=== DATA EXTRACT ===
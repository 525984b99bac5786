//! Address encoding and decoding for the two textual forms of a Syscoin address.
//!
//! # Supported Address Formats
//!
//! - **Base58Check**: Traditional P2PKH and P2SH addresses (`S...`, `3...`)
//! - **Bech32/Bech32m**: Native SegWit addresses (`sys1q...` for v0, `sys1p...` for v1)
//!
//! Both codecs only carry the network-specific parameters (version bytes, HRP) and
//! delegate checksum and alphabet handling to the `bitcoin` and `bech32` crates.
//!
//! # Examples
//!
//! ```rust,ignore
//! use wasm_sysaddr::{AddressCodec, SYSCOIN};
//!
//! let legacy = SYSCOIN.base58.decode("SPd281HLz89nvKZ1js6eeefD3YsjcP78AX")?;
//! assert_eq!(legacy.version, 63);
//! ```

mod base58check;
mod bech32;

pub use base58check::{Base58CheckCodec, DecodedLegacyAddress};
pub use bech32::{Bech32Codec, DecodedSegwitAddress};

use std::fmt;

#[derive(Debug, Clone, PartialEq, Eq, thiserror::Error)]
pub enum AddressError {
    #[error("Base58 error: {0}")]
    Base58Error(String),
    #[error("Bech32 error: {0}")]
    Bech32Error(String),
}

impl AddressError {
    /// The underlying codec message, without the error-kind prefix
    pub fn into_detail(self) -> String {
        match self {
            AddressError::Base58Error(msg) | AddressError::Bech32Error(msg) => msg,
        }
    }
}

pub type Result<T> = std::result::Result<T, AddressError>;

/// Trait for address encoding and decoding
pub trait AddressCodec {
    /// The structured form of an address handled by this codec
    type Decoded;

    fn encode(&self, decoded: &Self::Decoded) -> Result<String>;
    fn decode(&self, address: &str) -> Result<Self::Decoded>;
}

/// Output script type an address stands for
#[derive(Debug, Clone, Copy, PartialEq, Eq, Hash)]
pub enum AddressType {
    P2pkh,
    P2sh,
    P2wpkh,
    P2wsh,
}

impl AddressType {
    /// Map a witness v0 program length to its address type
    pub fn from_v0_program_len(len: usize) -> Option<Self> {
        match len {
            20 => Some(AddressType::P2wpkh),
            32 => Some(AddressType::P2wsh),
            _ => None,
        }
    }

    /// The Base58Check type that wraps the same hash as a witness type.
    /// Legacy types map to themselves.
    pub const fn legacy_counterpart(self) -> Self {
        match self {
            AddressType::P2pkh | AddressType::P2wpkh => AddressType::P2pkh,
            AddressType::P2sh | AddressType::P2wsh => AddressType::P2sh,
        }
    }

    pub const fn as_str(self) -> &'static str {
        match self {
            AddressType::P2pkh => "p2pkh",
            AddressType::P2sh => "p2sh",
            AddressType::P2wpkh => "p2wpkh",
            AddressType::P2wsh => "p2wsh",
        }
    }
}

impl fmt::Display for AddressType {
    fn fmt(&self, f: &mut fmt::Formatter<'_>) -> fmt::Result {
        f.write_str(self.as_str())
    }
}
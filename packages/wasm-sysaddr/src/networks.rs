//! Network parameters for address conversion.
// Values from src/chainparams.cpp in the Syscoin implementation:
//   base58Prefixes[PUBKEY_ADDRESS], base58Prefixes[SCRIPT_ADDRESS], bech32_hrp
use crate::address::{Base58CheckCodec, Bech32Codec};

/// The version bytes and HRP of one network, bundled as the two codecs that use them.
#[derive(Debug, Clone, Copy, PartialEq, Eq)]
pub struct NetworkParameters {
    pub base58: Base58CheckCodec,
    pub bech32: Bech32Codec,
}

impl NetworkParameters {
    pub const fn new(p2pkh_version: u8, p2sh_version: u8, bech32_hrp: &'static str) -> Self {
        Self {
            base58: Base58CheckCodec::new(p2pkh_version, p2sh_version),
            bech32: Bech32Codec::new(bech32_hrp),
        }
    }

    pub const fn p2pkh_version(&self) -> u8 {
        self.base58.pub_key_hash
    }

    pub const fn p2sh_version(&self) -> u8 {
        self.base58.script_hash
    }

    pub const fn bech32_hrp(&self) -> &'static str {
        self.bech32.hrp
    }
}

// Syscoin mainnet: P2PKH addresses start with S, segwit addresses with sys1
pub const SYSCOIN: NetworkParameters = NetworkParameters::new(63, 5, "sys");

impl Default for NetworkParameters {
    fn default() -> Self {
        SYSCOIN
    }
}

=== WHAT YOU SHOULD DO ===
Would you show every line in the data above that contains the string "const"?

=== RESPONSE BELOW ===
    pub const fn legacy_counterpart(self) -> Self {
    pub const fn as_str(self) -> &'static str {
    pub const fn new(p2pkh_version: u8, p2sh_version: u8, bech32_hrp: &'static str) -> Self {
    pub const fn p2pkh_version(&self) -> u8 {
    pub const fn p2sh_version(&self) -> u8 {
    pub const fn bech32_hrp(&self) -> &'static str {
pub const SYSCOIN: NetworkParameters = NetworkParameters::new(63, 5, "sys");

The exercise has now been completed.